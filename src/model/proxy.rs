//! Proxy pool data model (§3 Proxy, §4.1 Proxy Pool).

use chrono::{DateTime, Utc};
use serde::{Deserialize, Serialize};

/// A single proxy endpoint and its health accounting.
#[derive(Debug, Clone, Serialize, Deserialize)]
pub struct Proxy {
    pub endpoint: String,
    pub weight: u32,
    pub consecutive_failures: u32,
    pub last_failure_ts: Option<DateTime<Utc>>,
    pub last_success_ts: Option<DateTime<Utc>>,
    pub quarantined_until: Option<DateTime<Utc>>,
}

impl Proxy {
    pub fn new(endpoint: impl Into<String>, weight: u32) -> Self {
        Self {
            endpoint: endpoint.into(),
            weight: weight.max(1),
            consecutive_failures: 0,
            last_failure_ts: None,
            last_success_ts: None,
            quarantined_until: None,
        }
    }

    /// A quarantined proxy is never selected until `now >= quarantined_until` (§3 invariant).
    pub fn is_quarantined_at(&self, now: DateTime<Utc>) -> bool {
        self.quarantined_until.is_some_and(|until| now < until)
    }

    /// Selection bias for weighted mode: `weight / (1 + consecutive_failures)`.
    pub fn selection_bias(&self) -> f64 {
        self.weight as f64 / (1.0 + self.consecutive_failures as f64)
    }
}

/// Pool-level counters returned by `status()`.
#[derive(Debug, Clone, Serialize)]
pub struct ProxyPoolStatus {
    pub total: usize,
    pub healthy: usize,
    pub quarantined: usize,
    pub per_proxy_failures: Vec<(String, u32)>,
}
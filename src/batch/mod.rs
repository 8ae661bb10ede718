//! Batch processor: multi-instance, multi-worker orchestration over the scraper +
//! chunker pipeline, with cursor pagination and flush-buffer persistence.

mod processor;

pub use processor::{BatchProcessor, StartBatchResponse};
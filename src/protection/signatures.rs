use serde::{Deserialize, Serialize};
use std::path::Path;

/// Signature lists used to classify protection from response headers/body (§4.4).
/// Loaded from a JSON side-file so operators can extend detection without a rebuild;
/// falls back to a built-in baseline when the file is absent.
#[derive(Debug, Clone, Serialize, Deserialize)]
pub struct ProtectionSignatures {
    #[serde(default = "default_cloudflare_body")]
    pub cloudflare_body_signatures: Vec<String>,
    #[serde(default = "default_cloudflare_headers")]
    pub cloudflare_headers: Vec<String>,
    #[serde(default = "default_waf_body")]
    pub waf_body_signatures: Vec<String>,
    #[serde(default = "default_waf_headers")]
    pub waf_headers: Vec<String>,
    #[serde(default = "default_captcha")]
    pub captcha_signatures: Vec<String>,
    #[serde(default = "default_rate_limit")]
    pub rate_limit_signatures: Vec<String>,
    #[serde(default = "default_bot_detection")]
    pub bot_detection_signatures: Vec<String>,
}

impl Default for ProtectionSignatures {
    fn default() -> Self {
        Self {
            cloudflare_body_signatures: default_cloudflare_body(),
            cloudflare_headers: default_cloudflare_headers(),
            waf_body_signatures: default_waf_body(),
            waf_headers: default_waf_headers(),
            captcha_signatures: default_captcha(),
            rate_limit_signatures: default_rate_limit(),
            bot_detection_signatures: default_bot_detection(),
        }
    }
}

impl ProtectionSignatures {
    pub fn load_from_file(path: impl AsRef<Path>) -> anyhow::Result<Self> {
        let raw = std::fs::read_to_string(path)?;
        Ok(serde_json::from_str(&raw)?)
    }
}

fn default_cloudflare_body() -> Vec<String> {
    strs(&[
        "checking your browser before accessing",
        "cf-browser-verification",
        "cf_chl_",
        "just a moment",
        "ray id",
        "attention required! | cloudflare",
    ])
}

fn default_cloudflare_headers() -> Vec<String> {
    strs(&["cf-ray", "cf-cache-status", "server: cloudflare"])
}

fn default_waf_body() -> Vec<String> {
    strs(&[
        "access denied",
        "request blocked",
        "web application firewall",
        "security check",
        "suspicious activity",
        "mod_security",
    ])
}

fn default_waf_headers() -> Vec<String> {
    strs(&["x-waf", "x-sucuri-id", "x-akamai", "x-imperva"])
}

fn default_captcha() -> Vec<String> {
    strs(&[
        "recaptcha",
        "g-recaptcha",
        "hcaptcha",
        "cf-turnstile",
        "verify you are human",
    ])
}

fn default_rate_limit() -> Vec<String> {
    strs(&[
        "rate limit exceeded",
        "too many requests",
        "slow down",
        "quota exceeded",
    ])
}

fn default_bot_detection() -> Vec<String> {
    strs(&[
        "automated access",
        "unusual traffic",
        "bot detected",
        "please enable javascript and cookies",
    ])
}

fn strs(values: &[&str]) -> Vec<String> {
    values.iter().map(|s| s.to_string()).collect()
}
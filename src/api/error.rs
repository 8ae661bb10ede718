use axum::http::StatusCode;
use axum::response::{IntoResponse, Response};
use axum::Json;
use serde_json::json;

/// Maps engine failures onto the status codes §6 calls out (409 already-running, 404 no
/// active batch); everything else becomes a 500 with the error's `Display`.
#[derive(Debug)]
pub enum ApiError {
    Conflict(String),
    NotFound(String),
    Internal(anyhow::Error),
}

impl From<anyhow::Error> for ApiError {
    fn from(err: anyhow::Error) -> Self {
        let msg = err.to_string();
        if msg.contains("already running") {
            ApiError::Conflict(msg)
        } else if msg.contains("no active batch") {
            ApiError::NotFound(msg)
        } else {
            ApiError::Internal(err)
        }
    }
}

impl IntoResponse for ApiError {
    fn into_response(self) -> Response {
        let (status, message) = match self {
            ApiError::Conflict(msg) => (StatusCode::CONFLICT, msg),
            ApiError::NotFound(msg) => (StatusCode::NOT_FOUND, msg),
            ApiError::Internal(err) => (StatusCode::INTERNAL_SERVER_ERROR, err.to_string()),
        };
        (status, Json(json!({ "success": false, "message": message }))).into_response()
    }
}
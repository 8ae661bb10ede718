/// URL helpers shared by the governor, breaker, and scraper for domain bucketing and
/// link deduplication.
pub struct ErrorUtils;

impl ErrorUtils {
    /// Normalize URL for deduplication: drops the fragment, sorts query params, and
    /// trims a trailing slash.
    pub fn normalize_url(url: &str) -> String {
        if let Ok(mut parsed) = url::Url::parse(url) {
            parsed.set_fragment(None);

            if let Some(query) = parsed.query() {
                let mut params: Vec<_> = query.split('&').collect();
                params.sort();
                parsed.set_query(Some(&params.join("&")));
            }

            if parsed.path().ends_with('/') && parsed.path().len() > 1 {
                let trimmed = parsed.path().trim_end_matches('/');
                let mut new_url = parsed.clone();
                new_url.set_path(trimmed);
                return new_url.to_string();
            }

            parsed.to_string()
        } else {
            url.to_string()
        }
    }

    /// Extract the host from a URL, used to bucket governor/breaker state per domain.
    pub fn extract_domain(url: &str) -> Option<String> {
        url::Url::parse(url).ok().and_then(|u| u.host_str().map(|h| h.to_string()))
    }
}
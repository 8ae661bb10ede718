use serde::Serialize;
use std::collections::HashMap;
use std::sync::Arc;
use std::sync::atomic::{AtomicI64, AtomicU64, Ordering};
use std::time::Duration;
use thiserror::Error;
use tokio::sync::{OwnedSemaphorePermit, RwLock, Semaphore};
use tokio::time::timeout;

#[derive(Debug, Error)]
pub enum GovernorError {
    #[error("concurrency governor timed out acquiring a ticket for domain {0}")]
    Timeout(String),
}

#[derive(Debug, Clone)]
pub struct GovernorConfig {
    pub global_limit: usize,
    pub per_domain_limit: usize,
    /// Reduced cap applied to domains marked slow.
    pub slow_domain_limit: usize,
    pub acquire_timeout: Duration,
    /// Consecutive successes required to restore a slow domain to its normal cap.
    pub slow_domain_restore_successes: u32,
}

impl Default for GovernorConfig {
    fn default() -> Self {
        Self {
            global_limit: 1000,
            per_domain_limit: 15,
            slow_domain_limit: 10,
            acquire_timeout: Duration::from_secs(30),
            slow_domain_restore_successes: 3,
        }
    }
}

struct DomainState {
    semaphore: Arc<Semaphore>,
    slow: bool,
    consecutive_successes: u32,
}

#[derive(Debug, Default, Serialize)]
pub struct GovernorMetrics {
    pub active_requests: u64,
    pub total_requests: u64,
    pub peak_concurrent: u64,
    pub total_wait_ms: u64,
}

/// Enforces a global cap and a per-domain cap simultaneously; a request must hold one
/// token of each, acquired global-first-then-domain and released in reverse (§4.2).
pub struct ConcurrencyGovernor {
    global: Arc<Semaphore>,
    domains: RwLock<HashMap<String, DomainState>>,
    config: GovernorConfig,
    active: AtomicI64,
    peak: AtomicI64,
    total_requests: AtomicU64,
    total_wait_ms: AtomicU64,
    domain_request_counts: RwLock<HashMap<String, u64>>,
}

impl ConcurrencyGovernor {
    pub fn new(config: GovernorConfig) -> Self {
        Self {
            global: Arc::new(Semaphore::new(config.global_limit)),
            domains: RwLock::new(HashMap::new()),
            config,
            active: AtomicI64::new(0),
            peak: AtomicI64::new(0),
            total_requests: AtomicU64::new(0),
            total_wait_ms: AtomicU64::new(0),
            domain_request_counts: RwLock::new(HashMap::new()),
        }
    }

    async fn domain_semaphore(&self, domain: &str) -> Arc<Semaphore> {
        {
            let domains = self.domains.read().await;
            if let Some(state) = domains.get(domain) {
                return state.semaphore.clone();
            }
        }
        let mut domains = self.domains.write().await;
        domains
            .entry(domain.to_string())
            .or_insert_with(|| DomainState {
                semaphore: Arc::new(Semaphore::new(self.config.per_domain_limit)),
                slow: false,
                consecutive_successes: 0,
            })
            .semaphore
            .clone()
    }

    /// Acquires global then domain tokens, with a shared timeout budget split across
    /// both acquisitions (the domain wait uses whatever budget remains).
    pub async fn acquire(&self, url: &str) -> Result<GovernorTicket<'_>, GovernorError> {
        let domain = extract_domain(url);
        let start = std::time::Instant::now();
        let budget = self.config.acquire_timeout;

        let global_permit = timeout(budget, self.global.clone().acquire_owned())
            .await
            .map_err(|_| GovernorError::Timeout(domain.clone()))?
            .expect("global semaphore never closed");

        let remaining = budget.saturating_sub(start.elapsed());
        let domain_sem = self.domain_semaphore(&domain).await;
        let domain_permit = timeout(remaining, domain_sem.acquire_owned())
            .await
            .map_err(|_| GovernorError::Timeout(domain.clone()))?
            .expect("domain semaphore never closed");

        self.total_wait_ms
            .fetch_add(start.elapsed().as_millis() as u64, Ordering::Relaxed);
        self.total_requests.fetch_add(1, Ordering::Relaxed);
        {
            let mut counts = self.domain_request_counts.write().await;
            *counts.entry(domain.clone()).or_insert(0) += 1;
        }

        let now_active = self.active.fetch_add(1, Ordering::SeqCst) + 1;
        self.peak.fetch_max(now_active, Ordering::SeqCst);

        Ok(GovernorTicket {
            governor: self,
            domain,
            _domain_permit: domain_permit,
            _global_permit: global_permit,
        })
    }

    /// Marks a domain slow; its per-domain cap drops to `slow_domain_limit` for
    /// subsequent acquirers. Already-held tickets are unaffected (§4.2).
    pub async fn mark_slow(&self, domain: &str) {
        let mut domains = self.domains.write().await;
        let entry = domains.entry(domain.to_string()).or_insert_with(|| DomainState {
            semaphore: Arc::new(Semaphore::new(self.config.per_domain_limit)),
            slow: false,
            consecutive_successes: 0,
        });
        if !entry.slow {
            entry.slow = true;
            entry.consecutive_successes = 0;
            entry.semaphore = Arc::new(Semaphore::new(self.config.slow_domain_limit));
        }
    }

    pub async fn unmark_slow(&self, domain: &str) {
        let mut domains = self.domains.write().await;
        if let Some(entry) = domains.get_mut(domain) {
            if entry.slow {
                entry.slow = false;
                entry.consecutive_successes = 0;
                entry.semaphore = Arc::new(Semaphore::new(self.config.per_domain_limit));
            }
        }
    }

    /// Records a success for the automatic slow-domain-restore policy: after
    /// `slow_domain_restore_successes` consecutive successes, the domain is unmarked.
    pub async fn record_domain_outcome(&self, domain: &str, success: bool) {
        let should_restore = {
            let mut domains = self.domains.write().await;
            let Some(entry) = domains.get_mut(domain) else {
                return;
            };
            if !entry.slow {
                return;
            }
            if success {
                entry.consecutive_successes += 1;
            } else {
                entry.consecutive_successes = 0;
            }
            entry.consecutive_successes >= self.config.slow_domain_restore_successes
        };
        if should_restore {
            self.unmark_slow(domain).await;
        }
    }

    pub fn metrics(&self) -> GovernorMetrics {
        GovernorMetrics {
            active_requests: self.active.load(Ordering::SeqCst).max(0) as u64,
            total_requests: self.total_requests.load(Ordering::Relaxed),
            peak_concurrent: self.peak.load(Ordering::SeqCst).max(0) as u64,
            total_wait_ms: self.total_wait_ms.load(Ordering::Relaxed),
        }
    }

    pub async fn domain_request_count(&self, domain: &str) -> u64 {
        self.domain_request_counts
            .read()
            .await
            .get(domain)
            .copied()
            .unwrap_or(0)
    }
}

/// A scoped ticket holding one global and one domain permit. Dropping it releases the
/// domain permit first, then the global permit — the reverse of acquisition order.
pub struct GovernorTicket<'a> {
    governor: &'a ConcurrencyGovernor,
    domain: String,
    _domain_permit: OwnedSemaphorePermit,
    _global_permit: OwnedSemaphorePermit,
}

impl GovernorTicket<'_> {
    pub fn domain(&self) -> &str {
        &self.domain
    }
}

impl Drop for GovernorTicket<'_> {
    fn drop(&mut self) {
        self.governor.active.fetch_sub(1, Ordering::SeqCst);
    }
}

fn extract_domain(url: &str) -> String {
    crate::core::utils::ErrorUtils::extract_domain(url).unwrap_or_else(|| url.to_string())
}

#[cfg(test)]
mod tests {
    use super::*;
    use std::time::Duration as StdDuration;

    #[tokio::test]
    async fn global_and_domain_caps_are_both_respected() {
        let governor = Arc::new(ConcurrencyGovernor::new(GovernorConfig {
            global_limit: 3,
            per_domain_limit: 2,
            slow_domain_limit: 1,
            acquire_timeout: StdDuration::from_millis(200),
            slow_domain_restore_successes: 3,
        }));

        let t1 = governor.acquire("https://a.example.com/x").await.unwrap();
        let t2 = governor.acquire("https://a.example.com/y").await.unwrap();
        // third acquisition for same domain should time out: domain cap is 2
        let res = governor.acquire("https://a.example.com/z").await;
        assert!(res.is_err());
        drop(t1);
        drop(t2);
    }

    #[tokio::test]
    async fn different_domains_share_global_cap_independently() {
        let governor = ConcurrencyGovernor::new(GovernorConfig {
            global_limit: 2,
            per_domain_limit: 5,
            slow_domain_limit: 1,
            acquire_timeout: StdDuration::from_millis(200),
            slow_domain_restore_successes: 3,
        });

        let _t1 = governor.acquire("https://a.example.com").await.unwrap();
        let _t2 = governor.acquire("https://b.example.com").await.unwrap();
        let res = governor.acquire("https://c.example.com").await;
        assert!(res.is_err(), "global cap of 2 should block a third domain");
    }

    #[tokio::test]
    async fn slow_domain_restores_after_consecutive_successes() {
        let governor = ConcurrencyGovernor::new(GovernorConfig {
            global_limit: 10,
            per_domain_limit: 5,
            slow_domain_limit: 1,
            acquire_timeout: StdDuration::from_millis(200),
            slow_domain_restore_successes: 2,
        });
        governor.mark_slow("a.example.com").await;
        {
            let domains = governor.domains.read().await;
            assert!(domains.get("a.example.com").unwrap().slow);
        }
        governor.record_domain_outcome("a.example.com", true).await;
        governor.record_domain_outcome("a.example.com", true).await;
        let domains = governor.domains.read().await;
        assert!(!domains.get("a.example.com").unwrap().slow);
    }
}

*WHAT TO WORK ON*
Return each line of the data that contains the string "used".

*RESPONSE FOR THIS EXERCISE*
/// Signature lists used to classify protection from response headers/body (§4.4).
    /// Extract the host from a URL, used to bucket governor/breaker state per domain.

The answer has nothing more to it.